The US Embassy in Cuba said Wednesday it will resume “full processing of immigrant visas” next year for the first time since 2017, when the mission was shut down over alleged sonic attacks on diplomatic personnel.
The announcement came as Cuba saw an unprecedented exodus of undocumented migrants amid the communist country’s worst economic crisis in 30 years due to tightening US sanctions and the coronavirus pandemic.
“This change will … eliminate the need for Cubans to apply for immigrant visas in family preference categories to travel to Georgetown, Guyana for their interviews outside of Cuba,” the embassy said in a statement.
The United States evacuated its diplomatic staff and families in 2017 after at least two dozen people suffered brain injuries that resembled a concussion but with no outward signs of trauma.
US officials accused Cuba of conducting “health attacks” using some sort of acoustic or microwave device, a charge Havana angrily denied.
A 2020 U.S. government report said the illnesses suffered by employees and their families were most likely caused by “directional, pulsed radiofrequency energy.”

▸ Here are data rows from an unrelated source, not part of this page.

//! Site extractor adapters.
//!
//! One adapter per supported site. Each knows its site's card selector and
//! how to turn one card element into a [`RawListing`]. Adapters are chosen by
//! [`Site`] through [`extractor_for`], never by inspecting the URL.

mod olx;
mod webmotors;

pub use olx::OlxExtractor;
pub use webmotors::WebMotorsExtractor;

use std::time::Duration;

use async_trait::async_trait;
use scraper::{ElementRef, Selector};
use tracing::{debug, info};
use url::Url;

use crate::page::RenderedPage;
use crate::{RawListing, Result, ScoutError, Site};

/// Deadline for a site's card selector to appear on the rendered page.
pub const DEFAULT_SELECTOR_TIMEOUT: Duration = Duration::from_secs(15);

/// Extraction rules for one classifieds site.
#[async_trait]
pub trait SiteExtractor: Send + Sync {
    /// The site this adapter handles.
    fn site(&self) -> Site;

    /// CSS selector matching one listing card.
    fn card_selector(&self) -> &'static str;

    /// Extracts every valid record from a rendered results page.
    ///
    /// Cards that fail to parse, or lack a title or link, are skipped.
    fn extract_cards(&self, html: &str, base: &Url) -> Result<Vec<RawListing>>;

    /// Waits for the card selector on a live page, then extracts its cards.
    async fn extract(
        &self,
        page: &dyn RenderedPage,
        selector_timeout: Duration,
    ) -> Result<Vec<RawListing>> {
        page.wait_for_selector(self.card_selector(), selector_timeout)
            .await?;
        let html = page.content().await?;
        let records = self.extract_cards(&html, page.url())?;
        info!(site = %self.site(), count = records.len(), "Extracted listings");
        Ok(records)
    }
}

/// Returns the adapter for a site.
pub fn extractor_for(site: Site) -> &'static dyn SiteExtractor {
    match site {
        Site::Olx => &OlxExtractor,
        Site::WebMotors => &WebMotorsExtractor,
    }
}

/// Runs `parse` over every card, keeping records with a title and link.
fn collect_cards<'a, I, F>(site: Site, cards: I, mut parse: F) -> Vec<RawListing>
where
    I: Iterator<Item = ElementRef<'a>>,
    F: FnMut(ElementRef<'a>) -> Result<RawListing>,
{
    let mut records = Vec::new();
    for (idx, card) in cards.enumerate() {
        match parse(card) {
            Ok(record) if record.has_identity() => records.push(record),
            Ok(_) => debug!(site = %site, card = idx, "Skipping card without title or link"),
            Err(e) => debug!(site = %site, card = idx, "Skipping card: {}", e),
        }
    }
    records
}

fn compile(css: &str) -> Result<Selector> {
    Selector::parse(css)
        .map_err(|e| ScoutError::Parse(format!("Failed to parse selector: {:?}", e)))
}

/// Visible text of an element with whitespace runs collapsed.
fn element_text(element: ElementRef<'_>) -> String {
    element
        .text()
        .collect::<String>()
        .split_whitespace()
        .collect::<Vec<_>>()
        .join(" ")
}

/// Text of the first match inside `card`, if any and not blank.
fn first_text(card: ElementRef<'_>, selector: &Selector) -> Option<String> {
    card.select(selector)
        .next()
        .map(element_text)
        .filter(|text| !text.is_empty())
}

/// The first anchor's href inside `card`, resolved against the page URL.
fn first_link(card: ElementRef<'_>, anchor: &Selector, base: &Url) -> Result<Option<String>> {
    let href = match card
        .select(anchor)
        .next()
        .and_then(|a| a.value().attr("href"))
        .map(str::trim)
    {
        Some(href) if !href.is_empty() => href,
        _ => return Ok(None),
    };

    base.join(href)
        .map(|url| Some(url.to_string()))
        .map_err(|e| ScoutError::CardExtraction(format!("Unresolvable link '{}': {}", href, e)))
}

#[cfg(test)]
mod tests {
    use super::*;
    use crate::page::StaticPage;
    use scraper::Html;

    fn base() -> Url {
        Url::parse("https://www.webmotors.com.br/carros/estoque?tipoveiculo=carros").unwrap()
    }

    #[test]
    fn test_extractor_for_dispatches_by_site() {
        assert_eq!(extractor_for(Site::Olx).site(), Site::Olx);
        assert_eq!(extractor_for(Site::WebMotors).site(), Site::WebMotors);
        assert_eq!(
            extractor_for(Site::Olx).card_selector(),
            r#"[data-testid="ad-card"]"#
        );
        assert_eq!(extractor_for(Site::WebMotors).card_selector(), ".CardVehicle");
    }

    #[test]
    fn test_element_text_collapses_whitespace() {
        let html = Html::parse_fragment("<h2>  Fiat\n   <b>Uno</b>  Mille </h2>");
        let h2 = html.select(&compile("h2").unwrap()).next().unwrap();
        assert_eq!(element_text(h2), "Fiat Uno Mille");
    }

    #[test]
    fn test_first_link_resolves_relative_href() {
        let html = Html::parse_fragment(r#"<div><a href="/comprar/fiat/uno/123">x</a></div>"#);
        let div = html.select(&compile("div").unwrap()).next().unwrap();
        let link = first_link(div, &compile("a").unwrap(), &base()).unwrap();
        assert_eq!(
            link.as_deref(),
            Some("https://www.webmotors.com.br/comprar/fiat/uno/123")
        );
    }

    #[test]
    fn test_first_link_missing_href() {
        let html = Html::parse_fragment(r#"<div><a>no href</a></div>"#);
        let div = html.select(&compile("div").unwrap()).next().unwrap();
        assert_eq!(first_link(div, &compile("a").unwrap(), &base()).unwrap(), None);
    }

    #[test]
    fn test_first_link_unresolvable_href_is_card_error() {
        let html = Html::parse_fragment(r#"<div><a href="http://[broken">x</a></div>"#);
        let div = html.select(&compile("div").unwrap()).next().unwrap();
        let err = first_link(div, &compile("a").unwrap(), &base()).unwrap_err();
        assert!(matches!(err, ScoutError::CardExtraction(_)));
    }

    #[tokio::test]
    async fn test_extract_fails_when_cards_never_render() {
        let page = StaticPage::new(base(), "<html><body><p>Nenhum resultado</p></body></html>");
        let err = extractor_for(Site::WebMotors)
            .extract(&page, DEFAULT_SELECTOR_TIMEOUT)
            .await
            .unwrap_err();
        assert!(matches!(err, ScoutError::SelectorNotFound { secs: 15, .. }));
    }
}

The closure of the embassy made obtaining a visa an expensive nightmare for Cubans, who now had to travel to a third country at their own expense to apply.
Many have tried to get to the US shores without visas, many are trying their luck without travel documents on long, dangerous voyages by sea or by road across Central America.
According to the US Border Patrol, a record 198,000 Cubans have entered the United States illegally in the past 11 months.
The US embassy resumed limited visa services in Havana in May, but announced a “full resumption” from early 2023, made possible by an increase in embassy staff.
According to existing immigration treaties, the United States should grant Cubans at least 20,000 immigrant visas per year.
However, those agreements were suspended in 2018 by former President Donald Trump, whose government also refused to meet with the Cuban government.
Annual migration talks between Havana and Washington resumed earlier this year.